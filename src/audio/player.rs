use std::path::PathBuf;
use std::sync::atomic::{AtomicBool, Ordering};
use std::sync::{Arc, Mutex};
use std::thread;
use std::time::Duration;

use rodio::Sink;
use rodio::mixer::Mixer;
use tracing::{debug, warn};

use crate::error::{DecoderError, DecoderResult};
use crate::library::SourceLocator;

use super::sink::{LoadedSource, connect_paused, open_source};
use super::types::{Decoder, DecoderFactory, DecoderSignal, SignalSender};

/// How often the completion watcher checks whether the sink drained.
const COMPLETION_CHECK: Duration = Duration::from_millis(200);

/// A decoder resource backed by a `rodio` sink on a shared mixer.
pub struct RodioDecoder {
    mixer: Mixer,
    signals: SignalSender,
    path: Option<PathBuf>,
    loaded: Arc<Mutex<Option<LoadedSource>>>,
    sink: Option<Arc<Sink>>,
    released: Arc<AtomicBool>,
}

impl RodioDecoder {
    fn new(mixer: Mixer, signals: SignalSender) -> Self {
        Self {
            mixer,
            signals,
            path: None,
            loaded: Arc::new(Mutex::new(None)),
            sink: None,
            released: Arc::new(AtomicBool::new(false)),
        }
    }

    fn spawn_completion_watcher(&self, sink: Arc<Sink>) {
        let released = self.released.clone();
        let signals = self.signals.clone();
        thread::spawn(move || {
            loop {
                thread::sleep(COMPLETION_CHECK);
                if released.load(Ordering::Acquire) {
                    return;
                }
                if sink.empty() {
                    signals.send(DecoderSignal::Completed);
                    return;
                }
            }
        });
    }
}

impl Decoder for RodioDecoder {
    fn set_source(&mut self, source: &SourceLocator) -> DecoderResult<()> {
        if source.as_str().is_empty() {
            return Err(DecoderError::NoSource);
        }
        self.path = Some(PathBuf::from(source.as_str()));
        Ok(())
    }

    fn prepare_async(&mut self) {
        let Some(path) = self.path.clone() else {
            self.signals
                .send(DecoderSignal::Failed(DecoderError::NoSource.to_string()));
            return;
        };

        let loaded = self.loaded.clone();
        let released = self.released.clone();
        let signals = self.signals.clone();
        thread::spawn(move || {
            let result = open_source(&path);
            if released.load(Ordering::Acquire) {
                return;
            }
            match result {
                Ok(source) => {
                    if let Ok(mut slot) = loaded.lock() {
                        *slot = Some(source);
                    }
                    signals.send(DecoderSignal::Prepared);
                }
                Err(e) => signals.send(DecoderSignal::Failed(e.to_string())),
            }
        });
    }

    fn start(&mut self) {
        if let Some(sink) = self.sink.as_ref() {
            sink.play();
            // The watcher has already reported and exited; a drained sink
            // resumed from pause must report completion again.
            if sink.empty() {
                self.signals.send(DecoderSignal::Completed);
            }
            return;
        }

        let source = self.loaded.lock().ok().and_then(|mut slot| slot.take());
        let Some(source) = source else {
            warn!(generation = self.signals.generation(), "start called before prepare finished");
            return;
        };

        let sink = Arc::new(connect_paused(&self.mixer, source));
        sink.play();
        self.spawn_completion_watcher(sink.clone());
        self.sink = Some(sink);
    }

    fn pause(&mut self) {
        if let Some(sink) = self.sink.as_ref() {
            sink.pause();
        }
    }

    fn seek_to(&mut self, position_ms: u64) {
        let Some(sink) = self.sink.as_ref() else {
            return;
        };
        if let Err(e) = sink.try_seek(Duration::from_millis(position_ms)) {
            warn!("{}", DecoderError::Seek(e.to_string()));
        }
    }

    fn current_position(&self) -> u64 {
        self.sink
            .as_ref()
            .map(|s| s.get_pos().as_millis() as u64)
            .unwrap_or(0)
    }

    fn is_playing(&self) -> bool {
        self.sink
            .as_ref()
            .map(|s| !s.is_paused() && !s.empty())
            .unwrap_or(false)
    }

    fn release(&mut self) {
        if self.released.swap(true, Ordering::AcqRel) {
            return;
        }
        if let Some(sink) = self.sink.take() {
            sink.stop();
        }
        if let Ok(mut slot) = self.loaded.lock() {
            slot.take();
        }
        debug!(generation = self.signals.generation(), "decoder released");
    }
}

impl Drop for RodioDecoder {
    fn drop(&mut self) {
        self.release();
    }
}

/// Creates `RodioDecoder`s attached to one output mixer.
pub struct RodioFactory {
    mixer: Mixer,
}

impl RodioFactory {
    pub fn new(mixer: Mixer) -> Self {
        Self { mixer }
    }
}

impl DecoderFactory for RodioFactory {
    type Decoder = RodioDecoder;

    fn create(&mut self, signals: SignalSender) -> RodioDecoder {
        RodioDecoder::new(self.mixer.clone(), signals)
    }
}

#[cfg(test)]
mod tests {
    use super::*;

    fn recording_decoder() -> (RodioDecoder, Mixer, Arc<Mutex<Vec<DecoderSignal>>>) {
        let (mixer, _source) = rodio::mixer::mixer(2, 44_100);
        let seen = Arc::new(Mutex::new(Vec::new()));
        let sink = seen.clone();
        let signals = SignalSender::new(
            1,
            Arc::new(move |_, signal| sink.lock().unwrap().push(signal)),
        );
        (RodioDecoder::new(mixer.clone(), signals), mixer, seen)
    }

    #[test]
    fn resuming_a_drained_sink_reports_completion() {
        let (mut decoder, mixer, seen) = recording_decoder();
        decoder.sink = Some(Arc::new(Sink::connect_new(&mixer)));

        decoder.pause();
        assert!(seen.lock().unwrap().is_empty());

        decoder.start();
        assert_eq!(*seen.lock().unwrap(), vec![DecoderSignal::Completed]);
    }

    #[test]
    fn start_before_prepare_does_nothing() {
        let (mut decoder, _mixer, seen) = recording_decoder();
        decoder.start();
        assert!(decoder.sink.is_none());
        assert!(seen.lock().unwrap().is_empty());
    }

    #[test]
    fn release_is_idempotent() {
        let (mut decoder, mixer, _seen) = recording_decoder();
        decoder.sink = Some(Arc::new(Sink::connect_new(&mixer)));
        decoder.release();
        decoder.release();
        assert!(decoder.sink.is_none());
        assert!(decoder.released.load(Ordering::Acquire));
    }
}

◆ TASK ◆
Copy every line of the listing, exact to the last character.

◆ RESULT OF THIS TASK ◆
filename src/audio/player.rs
use std::path::PathBuf;
use std::sync::atomic::{AtomicBool, Ordering};
use std::sync::{Arc, Mutex};
use std::thread;
use std::time::Duration;

use rodio::Sink;
use rodio::mixer::Mixer;
use tracing::{debug, warn};

use crate::error::{DecoderError, DecoderResult};
use crate::library::SourceLocator;

use super::sink::{LoadedSource, connect_paused, open_source};
use super::types::{Decoder, DecoderFactory, DecoderSignal, SignalSender};

/// How often the completion watcher checks whether the sink drained.
const COMPLETION_CHECK: Duration = Duration::from_millis(200);

/// A decoder resource backed by a `rodio` sink on a shared mixer.
pub struct RodioDecoder {
    mixer: Mixer,
    signals: SignalSender,
    path: Option<PathBuf>,
    loaded: Arc<Mutex<Option<LoadedSource>>>,
    sink: Option<Arc<Sink>>,
    released: Arc<AtomicBool>,
}

impl RodioDecoder {
    fn new(mixer: Mixer, signals: SignalSender) -> Self {
        Self {
            mixer,
            signals,
            path: None,
            loaded: Arc::new(Mutex::new(None)),
            sink: None,
            released: Arc::new(AtomicBool::new(false)),
        }
    }

    fn spawn_completion_watcher(&self, sink: Arc<Sink>) {
        let released = self.released.clone();
        let signals = self.signals.clone();
        thread::spawn(move || {
            loop {
                thread::sleep(COMPLETION_CHECK);
                if released.load(Ordering::Acquire) {
                    return;
                }
                if sink.empty() {
                    signals.send(DecoderSignal::Completed);
                    return;
                }
            }
        });
    }
}

impl Decoder for RodioDecoder {
    fn set_source(&mut self, source: &SourceLocator) -> DecoderResult<()> {
        if source.as_str().is_empty() {
            return Err(DecoderError::NoSource);
        }
        self.path = Some(PathBuf::from(source.as_str()));
        Ok(())
    }

    fn prepare_async(&mut self) {
        let Some(path) = self.path.clone() else {
            self.signals
                .send(DecoderSignal::Failed(DecoderError::NoSource.to_string()));
            return;
        };

        let loaded = self.loaded.clone();
        let released = self.released.clone();
        let signals = self.signals.clone();
        thread::spawn(move || {
            let result = open_source(&path);
            if released.load(Ordering::Acquire) {
                return;
            }
            match result {
                Ok(source) => {
                    if let Ok(mut slot) = loaded.lock() {
                        *slot = Some(source);
                    }
                    signals.send(DecoderSignal::Prepared);
                }
                Err(e) => signals.send(DecoderSignal::Failed(e.to_string())),
            }
        });
    }

    fn start(&mut self) {
        if let Some(sink) = self.sink.as_ref() {
            sink.play();
            // The watcher has already reported and exited; a drained sink
            // resumed from pause must report completion again.
            if sink.empty() {
                self.signals.send(DecoderSignal::Completed);
            }
            return;
        }

        let source = self.loaded.lock().ok().and_then(|mut slot| slot.take());
        let Some(source) = source else {
            warn!(generation = self.signals.generation(), "start called before prepare finished");
            return;
        };

        let sink = Arc::new(connect_paused(&self.mixer, source));
        sink.play();
        self.spawn_completion_watcher(sink.clone());
        self.sink = Some(sink);
    }

    fn pause(&mut self) {
        if let Some(sink) = self.sink.as_ref() {
            sink.pause();
        }
    }

    fn seek_to(&mut self, position_ms: u64) {
        let Some(sink) = self.sink.as_ref() else {
            return;
        };
        if let Err(e) = sink.try_seek(Duration::from_millis(position_ms)) {
            warn!("{}", DecoderError::Seek(e.to_string()));
        }
    }

    fn current_position(&self) -> u64 {
        self.sink
            .as_ref()
            .map(|s| s.get_pos().as_millis() as u64)
            .unwrap_or(0)
    }

    fn is_playing(&self) -> bool {
        self.sink
            .as_ref()
            .map(|s| !s.is_paused() && !s.empty())
            .unwrap_or(false)
    }

    fn release(&mut self) {
        if self.released.swap(true, Ordering::AcqRel) {
            return;
        }
        if let Some(sink) = self.sink.take() {
            sink.stop();
        }
        if let Ok(mut slot) = self.loaded.lock() {
            slot.take();
        }
        debug!(generation = self.signals.generation(), "decoder released");
    }
}

impl Drop for RodioDecoder {
    fn drop(&mut self) {
        self.release();
    }
}

/// Creates `RodioDecoder`s attached to one output mixer.
pub struct RodioFactory {
    mixer: Mixer,
}

impl RodioFactory {
    pub fn new(mixer: Mixer) -> Self {
        Self { mixer }
    }
}

impl DecoderFactory for RodioFactory {
    type Decoder = RodioDecoder;

    fn create(&mut self, signals: SignalSender) -> RodioDecoder {
        RodioDecoder::new(self.mixer.clone(), signals)
    }
}

#[cfg(test)]
mod tests {
    use super::*;

    fn recording_decoder() -> (RodioDecoder, Mixer, Arc<Mutex<Vec<DecoderSignal>>>) {
        let (mixer, _source) = rodio::mixer::mixer(2, 44_100);
        let seen = Arc::new(Mutex::new(Vec::new()));
        let sink = seen.clone();
        let signals = SignalSender::new(
            1,
            Arc::new(move |_, signal| sink.lock().unwrap().push(signal)),
        );
        (RodioDecoder::new(mixer.clone(), signals), mixer, seen)
    }

    #[test]
    fn resuming_a_drained_sink_reports_completion() {
        let (mut decoder, mixer, seen) = recording_decoder();
        decoder.sink = Some(Arc::new(Sink::connect_new(&mixer)));

        decoder.pause();
        assert!(seen.lock().unwrap().is_empty());

        decoder.start();
        assert_eq!(*seen.lock().unwrap(), vec![DecoderSignal::Completed]);
    }

    #[test]
    fn start_before_prepare_does_nothing() {
        let (mut decoder, _mixer, seen) = recording_decoder();
        decoder.start();
        assert!(decoder.sink.is_none());
        assert!(seen.lock().unwrap().is_empty());
    }

    #[test]
    fn release_is_idempotent() {
        let (mut decoder, mixer, _seen) = recording_decoder();
        decoder.sink = Some(Arc::new(Sink::connect_new(&mixer)));
        decoder.release();
        decoder.release();
        assert!(decoder.sink.is_none());
        assert!(decoder.released.load(Ordering::Acquire));
    }
}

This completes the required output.